Yvette Zarb(1) , Sina Nassiri(2), Sebastian Guido Utz(3), Johanna Schaffenrath(1), Mauro Delorenzi(2), Marco Colonna(4), Melanie Greter(3), Annika Keller(1)
(1)Dept. Of Neurosurgery, Clinical Neurocentre, Zurich University Hospital, Zurich University, Zürich, Switzerland( 2)Bioinformatics Core Facility, Sib Swiss Institute Of Bioinformatics, Lausanne, Switzerland (3)Institute Of Experimental Immunology, University Of Zurich, Zurich, Switzerland (4)Department Of Pathology And Immunology, Washington University School Of Medicine, St. Louis, USA
Microglia participate in CNS development and homeostasis and are often implicated in modulating disease processes in the CNS. However, less is known about the role of microglia in the biology of the neurovascular unit (NVU).
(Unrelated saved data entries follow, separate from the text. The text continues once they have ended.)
/// Backend-specific half of a granted stream.
pub trait StreamDriver {
    /// Tracks that are still running.
    fn tracks(&self) -> Vec<TrackInfo>;

    /// Halts one track. Stopping an unknown or stopped track is a no-op.
    fn stop_track(&mut self, track_id: &str);

    /// Resolution the device actually delivers, if known.
    fn native_resolution(&self) -> Option<Resolution>;

    /// Reads the most recent frame.
    fn read_frame(&mut self) -> Result<Frame, CameraError>;
}

/// Owned handle to a live camera stream.
///
/// Every track is stopped by [`MediaStream::stop`] or, failing that, when
/// the handle is dropped.
pub struct MediaStream {
    id: String,
    facing_mode: FacingMode,
    driver: Option<Box<dyn StreamDriver>>,
}

impl MediaStream {
    pub fn new(id: impl Into<String>, facing_mode: FacingMode, driver: Box<dyn StreamDriver>) -> Self {
        Self {
            id: id.into(),
            facing_mode,
            driver: Some(driver),
        }
    }

    pub fn id(&self) -> &str {
        &self.id
    }

    pub fn facing_mode(&self) -> FacingMode {
        self.facing_mode
    }

    /// Returns true until the stream has been stopped.
    pub fn is_live(&self) -> bool {
        self.driver.is_some()
    }

    pub fn native_resolution(&self) -> Option<Resolution> {
        self.driver.as_ref()?.native_resolution()
    }

    pub fn read_frame(&mut self) -> Result<Frame, CameraError> {
        self.driver
            .as_mut()
            .ok_or(CameraError::StreamStopped)?
            .read_frame()
    }

    /// Stops every track and releases the device. Idempotent.
    pub fn stop(&mut self) {
        let Some(mut driver) = self.driver.take() else {
            return;
        };
        for track in driver.tracks() {
            debug!(stream = %self.id, track = %track.id, kind = %track.kind, "Stopping track");
            driver.stop_track(&track.id);
        }
        info!(stream = %self.id, facing = %self.facing_mode, "Camera stream released");
    }
}
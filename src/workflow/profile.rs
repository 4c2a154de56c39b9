//! Profile page: load, edit, save and picture uploads.

use crate::capture::CapturedImage;
use crate::forms::{validate_profile_image, validate_profile_update, FieldErrors};
use crate::service::{ImageKind, PlantCareApi, ProfileUpdate, UserProfile};
use std::sync::Arc;
use tracing::{info, warn};

pub const LOAD_FAILED_MESSAGE: &str = "Failed to load profile. Please try again.";
pub const SAVE_FAILED_MESSAGE: &str = "Failed to save changes. Please try again.";
pub const IMAGE_UPLOAD_FAILED_MESSAGE: &str = "Failed to upload image. Please try again.";

pub struct ProfileWorkflow {
    api: Arc<dyn PlantCareApi>,
    profile: Option<UserProfile>,
    draft: Option<ProfileUpdate>,
    loading: bool,
    saving: bool,
    error: Option<String>,
    field_errors: FieldErrors,
}

impl ProfileWorkflow {
    pub fn new(api: Arc<dyn PlantCareApi>) -> Self {
        Self {
            api,
            profile: None,
            draft: None,
            loading: false,
            saving: false,
            error: None,
            field_errors: FieldErrors::default(),
        }
    }

    pub fn profile(&self) -> Option<&UserProfile> {
        self.profile.as_ref()
    }

    pub fn is_loading(&self) -> bool {
        self.loading
    }

    pub fn is_saving(&self) -> bool {
        self.saving
    }

    pub fn is_editing(&self) -> bool {
        self.draft.is_some()
    }

    /// Pending edits, present while editing.
    pub fn draft(&self) -> Option<&ProfileUpdate> {
        self.draft.as_ref()
    }

    pub fn draft_mut(&mut self) -> Option<&mut ProfileUpdate> {
        self.draft.as_mut()
    }

    pub fn error(&self) -> Option<&str> {
        self.error.as_deref()
    }

    pub fn field_errors(&self) -> &FieldErrors {
        &self.field_errors
    }

    pub async fn load(&mut self) -> Option<&UserProfile> {
        self.loading = true;
        self.error = None;
        let result = self.api.fetch_profile().await;
        self.loading = false;

        match result {
            Ok(profile) => {
                info!(user = %profile.user_id, "Profile loaded");
                self.profile = Some(profile);
                self.profile.as_ref()
            }
            Err(err) => {
                warn!(error = %err, "Failed to load profile");
                self.error = Some(LOAD_FAILED_MESSAGE.to_string());
                None
            }
        }
    }

    /// Starts editing from the loaded profile. No-op before a load.
    pub fn begin_edit(&mut self) {
        if let Some(profile) = &self.profile {
            self.draft = Some(ProfileUpdate::from_profile(profile));
            self.field_errors = FieldErrors::default();
        }
    }

    pub fn cancel_edit(&mut self) {
        self.draft = None;
        self.field_errors = FieldErrors::default();
    }

    /// Sends `update`; editing ends only when the backend accepts it.
    pub async fn save(&mut self, update: ProfileUpdate) -> bool {
        if self.profile.is_none() {
            return false;
        }
        if let Err(errors) = validate_profile_update(&update) {
            self.field_errors = errors;
            return false;
        }
        self.field_errors = FieldErrors::default();
        self.error = None;

        self.saving = true;
        let result = self.api.update_profile(&update).await;
        self.saving = false;

        match result {
            Ok(profile) => {
                info!(username = %profile.username, "Profile saved");
                self.profile = Some(profile);
                self.draft = None;
                true
            }
            Err(err) => {
                warn!(error = %err, "Failed to save profile");
                self.draft = Some(update);
                self.error = Some(SAVE_FAILED_MESSAGE.to_string());
                false
            }
        }
    }

    /// Saves the current draft.
    pub async fn save_draft(&mut self) -> bool {
        match self.draft.clone() {
            Some(update) => self.save(update).await,
            None => false,
        }
    }

    /// Uploads an avatar or cover and stores its URL in the draft.
    ///
    /// Editing starts if it had not already.
    pub async fn upload_image(&mut self, kind: ImageKind, image: &CapturedImage) -> Option<String> {
        if let Err(errors) = validate_profile_image(image) {
            self.field_errors = errors;
            return None;
        }
        if self.draft.is_none() {
            self.begin_edit();
        }
        self.error = None;

        match self.api.upload_profile_image(image, kind).await {
            Ok(url) => {
                if let Some(draft) = self.draft.as_mut() {
                    match kind {
                        ImageKind::Avatar => draft.avatar = Some(url.clone()),
                        ImageKind::Cover => draft.cover_image = Some(url.clone()),
                    }
                }
                self.field_errors = FieldErrors::default();
                Some(url)
            }
            Err(err) => {
                warn!(kind = %kind, error = %err, "Profile image upload failed");
                self.error = Some(IMAGE_UPLOAD_FAILED_MESSAGE.to_string());
                None
            }
        }
    }
}

#[cfg(test)]
mod tests {
    use super::*;
    use crate::capture::{FacingMode, Frame, Resolution};
    use crate::forms::Field;
    use crate::service::{MockDelays, MockPlantCareApi};

    fn workflow() -> (ProfileWorkflow, Arc<MockPlantCareApi>) {
        let api = Arc::new(MockPlantCareApi::new(MockDelays::none()).with_seed(1));
        let api_dyn: Arc<dyn PlantCareApi> = api.clone();
        (ProfileWorkflow::new(api_dyn), api)
    }

    fn avatar() -> CapturedImage {
        let frame = Frame::new(vec![120u8; 16 * 16 * 3], 16, 16, 1);
        CapturedImage::from_frame(frame, Resolution::new(16, 16), FacingMode::User, true, 90)
            .unwrap()
    }

    #[tokio::test]
    async fn test_load_and_edit() {
        let (mut flow, _) = workflow();
        assert_eq!(flow.load().await.unwrap().display_name(), "John Doe");

        flow.begin_edit();
        assert!(flow.is_editing());
        flow.draft_mut().unwrap().first_name = Some("Jane".into());
        assert!(flow.save_draft().await);

        assert!(!flow.is_editing());
        assert_eq!(flow.profile().unwrap().first_name.as_deref(), Some("Jane"));
    }

    #[tokio::test]
    async fn test_load_failure() {
        let (mut flow, api) = workflow();
        api.set_offline(true);
        assert!(flow.load().await.is_none());
        assert_eq!(flow.error(), Some(LOAD_FAILED_MESSAGE));
        assert!(!flow.is_loading());

        flow.begin_edit();
        assert!(!flow.is_editing());
    }

    #[tokio::test]
    async fn test_save_failure_keeps_editing() {
        let (mut flow, api) = workflow();
        flow.load().await;
        flow.begin_edit();

        api.set_offline(true);
        let update = ProfileUpdate {
            username: Some("gardener".into()),
            ..Default::default()
        };
        assert!(!flow.save(update).await);
        assert!(flow.is_editing());
        assert_eq!(flow.error(), Some(SAVE_FAILED_MESSAGE));
        assert_eq!(flow.profile().unwrap().username, "johndoe");
    }

    #[tokio::test]
    async fn test_save_requires_username() {
        let (mut flow, _) = workflow();
        flow.load().await;
        flow.begin_edit();

        assert!(!flow.save(ProfileUpdate::default()).await);
        assert_eq!(
            flow.field_errors().get(Field::Username),
            Some("Username is required")
        );
        assert!(flow.is_editing());
    }

    #[tokio::test]
    async fn test_cancel_discards_draft() {
        let (mut flow, _) = workflow();
        flow.load().await;
        flow.begin_edit();
        flow.draft_mut().unwrap().description = Some("changed".into());
        flow.cancel_edit();

        assert!(flow.draft().is_none());
        assert_ne!(flow.profile().unwrap().description.as_deref(), Some("changed"));
    }

    #[tokio::test]
    async fn test_upload_fills_draft() {
        let (mut flow, _) = workflow();
        flow.load().await;

        let url = flow.upload_image(ImageKind::Cover, &avatar()).await.unwrap();
        assert!(url.ends_with("/1000/300"));
        assert!(flow.is_editing());
        assert_eq!(flow.draft().unwrap().cover_image.as_deref(), Some(url.as_str()));

        assert!(flow.save_draft().await);
        assert_eq!(flow.profile().unwrap().cover_image.as_deref(), Some(url.as_str()));
    }

    #[tokio::test]
    async fn test_upload_failure() {
        let (mut flow, api) = workflow();
        flow.load().await;
        api.set_offline(true);

        assert!(flow.upload_image(ImageKind::Avatar, &avatar()).await.is_none());
        assert_eq!(flow.error(), Some(IMAGE_UPLOAD_FAILED_MESSAGE));
    }

    #[tokio::test]
    async fn test_save_retry_clears_error() {
        let (mut flow, api) = workflow();
        flow.load().await;
        flow.begin_edit();

        api.set_offline(true);
        assert!(!flow.save_draft().await);
        assert_eq!(flow.error(), Some(SAVE_FAILED_MESSAGE));

        api.set_offline(false);
        assert!(flow.save_draft().await);
        assert!(!flow.is_editing());
        assert_eq!(flow.error(), None);
    }

    #[tokio::test]
    async fn test_upload_retry_clears_error() {
        let (mut flow, api) = workflow();
        flow.load().await;

        api.set_offline(true);
        assert!(flow.upload_image(ImageKind::Avatar, &avatar()).await.is_none());
        assert_eq!(flow.error(), Some(IMAGE_UPLOAD_FAILED_MESSAGE));

        api.set_offline(false);
        assert!(flow.upload_image(ImageKind::Avatar, &avatar()).await.is_some());
        assert_eq!(flow.error(), None);
    }
}
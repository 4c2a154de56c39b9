//! Screen-level state machines built on the capture session and the
//! backend collaborator.

mod profile;
mod scan;

pub use profile::{
    ProfileWorkflow, IMAGE_UPLOAD_FAILED_MESSAGE, LOAD_FAILED_MESSAGE, SAVE_FAILED_MESSAGE,
};
pub use scan::{ScanScreen, ScanWorkflow, ANALYSIS_FAILED_MESSAGE, UPLOAD_FAILED_MESSAGE};
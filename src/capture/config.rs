//! Camera session configuration.

use super::{FacingMode, Resolution};
use serde::{Deserialize, Serialize};

/// Configuration for camera acquisition and still capture.
#[derive(Debug, Clone, PartialEq, Serialize, Deserialize)]
#[serde(default)]
pub struct CameraConfig {
    /// Requested stream width in pixels.
    pub ideal_width: u32,
    /// Requested stream height in pixels.
    pub ideal_height: u32,
    /// Still size used when a stream does not report its resolution.
    pub fallback_width: u32,
    pub fallback_height: u32,
    /// JPEG quality for captured stills (1-100).
    pub jpeg_quality: u8,
    /// Mirror stills taken with the front camera.
    pub mirror_user_capture: bool,
    /// Facing mode used when the scan screen first opens the camera.
    pub default_facing: FacingMode,
    /// Device index treated as the front ("user") camera.
    pub user_device_index: u32,
    /// Device index treated as the back ("environment") camera.
    pub environment_device_index: u32,
}

impl Default for CameraConfig {
    fn default() -> Self {
        Self {
            ideal_width: 1280,
            ideal_height: 720,
            fallback_width: 640,
            fallback_height: 480,
            jpeg_quality: 90,
            mirror_user_capture: true,
            default_facing: FacingMode::Environment,
            user_device_index: 0,
            environment_device_index: 0,
        }
    }
}

impl CameraConfig {
    /// Returns the requested stream resolution.
    pub fn ideal_resolution(&self) -> Resolution {
        Resolution::new(self.ideal_width, self.ideal_height)
    }

    /// Returns the still size used when the stream reports none.
    pub fn fallback_resolution(&self) -> Resolution {
        Resolution::new(self.fallback_width, self.fallback_height)
    }

    /// Returns the device index bound to a facing mode.
    pub fn device_index(&self, facing_mode: FacingMode) -> u32 {
        match facing_mode {
            FacingMode::User => self.user_device_index,
            FacingMode::Environment => self.environment_device_index,
        }
    }

    /// Validates the configuration parameters.
    pub fn validate(&self) -> Result<(), CameraConfigError> {
        if self.ideal_resolution().is_empty() || self.fallback_resolution().is_empty() {
            return Err(CameraConfigError::InvalidDimensions);
        }
        if !(1..=100).contains(&self.jpeg_quality) {
            return Err(CameraConfigError::InvalidQuality(self.jpeg_quality));
        }
        Ok(())
    }
}

/// Camera configuration validation errors.
#[derive(Debug, Clone, PartialEq, Eq, thiserror::Error)]
pub enum CameraConfigError {
    #[error("invalid frame dimensions")]
    InvalidDimensions,
    #[error("invalid JPEG quality {0} (must be 1-100)")]
    InvalidQuality(u8),
}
In particular, data are scant on whether microglia are involved in CNS vascular pathology. In this study, we use a mouse model of primary familial brain calcification (PFBC) – Pdgfbret/ret to investigate the role of microglia in calcification of the NVU. We report that microglia enclosing vessel-calcifications, coined calcification-associated microglia (CAM), display a distinct activation phenotype. Pharmacological ablation of microglia with the CSF1R inhibitor - PLX5622 leads to aggravated vessel calcification. Mechanistically, we show that microglia require functional TREM2 for controlling vessel-associated calcification. In conclusion, our results demonstrate that microglial activity in the setting of pathological vascular calcification is beneficial. In addition, we identify a new, previously unrecognized function of microglia in halting the expansion of ectopic calcification.